• [TASK STATEMENT]: Look through the entries below and extract exactly the lines from the one containing "pub struct WorkerPool" through the one containing "let limiter = config.rate_limit.map(|limit|", ends included.

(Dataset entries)
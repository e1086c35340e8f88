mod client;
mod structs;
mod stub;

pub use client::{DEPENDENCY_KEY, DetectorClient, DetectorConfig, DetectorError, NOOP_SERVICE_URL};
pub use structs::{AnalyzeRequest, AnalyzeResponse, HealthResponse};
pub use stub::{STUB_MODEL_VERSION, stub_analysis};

==

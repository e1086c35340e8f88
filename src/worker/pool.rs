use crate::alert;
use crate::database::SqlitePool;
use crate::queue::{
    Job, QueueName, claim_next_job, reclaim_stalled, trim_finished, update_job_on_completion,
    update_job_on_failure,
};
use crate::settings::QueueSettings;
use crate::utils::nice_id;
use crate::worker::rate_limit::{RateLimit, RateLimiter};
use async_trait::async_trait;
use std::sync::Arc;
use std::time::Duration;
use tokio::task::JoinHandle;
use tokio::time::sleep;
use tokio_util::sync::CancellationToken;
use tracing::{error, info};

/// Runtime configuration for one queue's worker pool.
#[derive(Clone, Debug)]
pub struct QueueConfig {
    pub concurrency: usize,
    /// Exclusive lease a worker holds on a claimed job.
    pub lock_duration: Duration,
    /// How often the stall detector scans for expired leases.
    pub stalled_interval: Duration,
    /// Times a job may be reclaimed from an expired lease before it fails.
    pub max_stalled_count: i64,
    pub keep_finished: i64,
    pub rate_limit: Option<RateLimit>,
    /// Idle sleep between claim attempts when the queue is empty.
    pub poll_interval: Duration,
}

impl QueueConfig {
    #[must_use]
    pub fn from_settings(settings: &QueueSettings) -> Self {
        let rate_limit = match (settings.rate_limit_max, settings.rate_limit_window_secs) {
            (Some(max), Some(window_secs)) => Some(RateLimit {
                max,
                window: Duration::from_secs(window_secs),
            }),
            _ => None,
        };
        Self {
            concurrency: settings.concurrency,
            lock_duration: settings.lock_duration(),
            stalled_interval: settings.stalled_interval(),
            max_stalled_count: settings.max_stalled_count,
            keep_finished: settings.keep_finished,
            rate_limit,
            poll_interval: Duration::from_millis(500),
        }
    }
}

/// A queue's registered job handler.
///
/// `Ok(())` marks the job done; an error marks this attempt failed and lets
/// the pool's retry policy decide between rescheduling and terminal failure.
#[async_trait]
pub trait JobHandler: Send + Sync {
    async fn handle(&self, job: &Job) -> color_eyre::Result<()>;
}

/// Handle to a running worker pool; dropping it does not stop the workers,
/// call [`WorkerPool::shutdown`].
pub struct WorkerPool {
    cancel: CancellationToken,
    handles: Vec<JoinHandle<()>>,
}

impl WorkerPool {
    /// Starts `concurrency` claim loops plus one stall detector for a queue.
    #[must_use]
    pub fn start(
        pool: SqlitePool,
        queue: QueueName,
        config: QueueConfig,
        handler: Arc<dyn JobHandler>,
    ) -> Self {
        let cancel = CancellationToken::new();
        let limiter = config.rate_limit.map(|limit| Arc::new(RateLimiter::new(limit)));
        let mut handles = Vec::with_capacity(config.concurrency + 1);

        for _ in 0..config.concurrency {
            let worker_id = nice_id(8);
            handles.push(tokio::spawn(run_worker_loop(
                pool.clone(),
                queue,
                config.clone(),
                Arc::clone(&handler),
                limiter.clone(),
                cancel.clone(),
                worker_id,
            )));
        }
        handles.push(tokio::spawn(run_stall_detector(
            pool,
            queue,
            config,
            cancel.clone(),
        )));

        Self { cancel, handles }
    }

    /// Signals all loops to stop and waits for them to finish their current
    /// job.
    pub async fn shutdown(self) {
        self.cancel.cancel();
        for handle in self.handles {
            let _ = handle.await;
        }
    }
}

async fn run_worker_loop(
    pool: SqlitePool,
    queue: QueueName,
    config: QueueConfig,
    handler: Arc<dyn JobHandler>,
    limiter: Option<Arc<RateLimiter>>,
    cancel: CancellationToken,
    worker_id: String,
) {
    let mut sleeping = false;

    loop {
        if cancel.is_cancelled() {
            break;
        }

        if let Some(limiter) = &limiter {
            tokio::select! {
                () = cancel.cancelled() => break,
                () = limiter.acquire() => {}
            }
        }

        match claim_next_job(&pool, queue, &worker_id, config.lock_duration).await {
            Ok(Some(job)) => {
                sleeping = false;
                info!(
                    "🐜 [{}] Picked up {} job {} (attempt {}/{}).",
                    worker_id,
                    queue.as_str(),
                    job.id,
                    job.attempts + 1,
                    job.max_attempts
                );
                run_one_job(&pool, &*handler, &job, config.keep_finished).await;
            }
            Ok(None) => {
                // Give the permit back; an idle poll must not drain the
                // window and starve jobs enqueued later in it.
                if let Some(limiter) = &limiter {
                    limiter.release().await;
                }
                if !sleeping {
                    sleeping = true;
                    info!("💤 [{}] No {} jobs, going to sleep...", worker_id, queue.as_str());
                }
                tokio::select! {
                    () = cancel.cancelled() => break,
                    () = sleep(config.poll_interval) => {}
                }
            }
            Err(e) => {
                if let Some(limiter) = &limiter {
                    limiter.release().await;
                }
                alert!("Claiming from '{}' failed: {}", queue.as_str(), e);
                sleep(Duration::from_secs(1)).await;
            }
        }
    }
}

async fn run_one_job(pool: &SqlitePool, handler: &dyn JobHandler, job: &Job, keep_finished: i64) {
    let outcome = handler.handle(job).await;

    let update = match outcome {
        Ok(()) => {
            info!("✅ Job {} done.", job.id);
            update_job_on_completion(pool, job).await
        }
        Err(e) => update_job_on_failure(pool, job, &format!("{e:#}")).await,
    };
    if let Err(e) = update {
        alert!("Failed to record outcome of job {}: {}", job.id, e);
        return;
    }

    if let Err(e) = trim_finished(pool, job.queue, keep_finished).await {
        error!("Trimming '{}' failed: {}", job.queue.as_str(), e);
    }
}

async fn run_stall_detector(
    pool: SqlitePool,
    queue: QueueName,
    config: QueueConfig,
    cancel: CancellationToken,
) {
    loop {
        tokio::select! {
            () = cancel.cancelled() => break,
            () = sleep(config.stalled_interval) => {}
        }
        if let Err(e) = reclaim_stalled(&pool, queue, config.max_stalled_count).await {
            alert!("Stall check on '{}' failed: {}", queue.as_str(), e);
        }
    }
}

• [RESULT BELOW]:
pub struct WorkerPool {
    cancel: CancellationToken,
    handles: Vec<JoinHandle<()>>,
}

impl WorkerPool {
    /// Starts `concurrency` claim loops plus one stall detector for a queue.
    #[must_use]
    pub fn start(
        pool: SqlitePool,
        queue: QueueName,
        config: QueueConfig,
        handler: Arc<dyn JobHandler>,
    ) -> Self {
        let cancel = CancellationToken::new();
        let limiter = config.rate_limit.map(|limit| Arc::new(RateLimiter::new(limit)));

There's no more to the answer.